Ветер несет лепестки вишен ввысь…
Беспокойно нынче в Киото и закат отливает кроваво-алым. Предчувствие беды тягуче разливается под ребрами, неожиданной болью отзывается в сердце, перехватывает дыхание. Страх толкает в спину, вкрадчиво шепчет на ухо: Беги. Спасайся. Но, Агури упрямо закусывает губы и остается. Она должна остаться. Она нужна здесь, почти в эпицентре гражданской войны, здесь ее место. Это ее лекарский долг.
Лекарем она стала, когда схоронила родителей, умерших от тифа. В семнадцать лет она осталась одна и чтобы выучиться лекарскому делу, оделась в мужское платье, да пошла в ученики к известному целителю, который славился тем что не брал учеников. Однако Агури чем-то приглянулась ему и старый лекарь обучил ее всему, что знал сам. Его ничуть не смущал пол ученицы, он упорно звал ее "мальчик мой" и учил жестко, требовательно. Он был крайне скуп на похвалу, но однажды обмолвился, что у нее сердце и руки целителя.
Выучившись, Агури лечила соседей, знакомых, друзей – всех, кто обращался за помощью, но не официально. Теперь, у нее другие пациенты: раненые приходят под покровом темноты и она помогает им, чем может. Не важно на чьей они стороне, прежде всего они – ее пациенты. Самураи уважают ее – эту маленькую храбрую женщину, так истово и бескорыстно помогающую им. У многих воинов дома остались жены, матери, невесты и помня о них, шинсэнгуми не трогают Агури.

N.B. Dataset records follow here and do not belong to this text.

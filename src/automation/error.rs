use crate::adb::AdbError;
use crate::template_matching::MatchError;
use thiserror::Error;

pub type AutomationResult<T> = Result<T, AutomationError>;

#[derive(Debug, Error)]
pub enum AutomationError {
    #[error("Device error: {0}")]
    Device(#[from] AdbError),

    #[error("Matching error: {0}")]
    Match(#[from] MatchError),

    #[error("App '{package}' did not reach the foreground after {attempts} attempts")]
    AppNotForeground { package: String, attempts: u32 },
}

impl AutomationError {
    /// True when retrying with the next frame cannot help
    pub fn is_invalid_input(&self) -> bool {
        matches!(self, AutomationError::Match(e) if e.is_invalid_input())
    }
}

Агури женой стать так и не довелось: ее жених погиб незадолго до свадьбы. Он был из шинсэнгуми и погиб во время патруля нелепо, страшно, случайно… Был застрелен преступником-гайдзином, когда пытался с товарищами его задержать. В тот день Агури, проплакавшись, остригла густые каштановые косы и одела белое кимоно в знак вечной верности. Она посвятила всю себя лекарскому делу.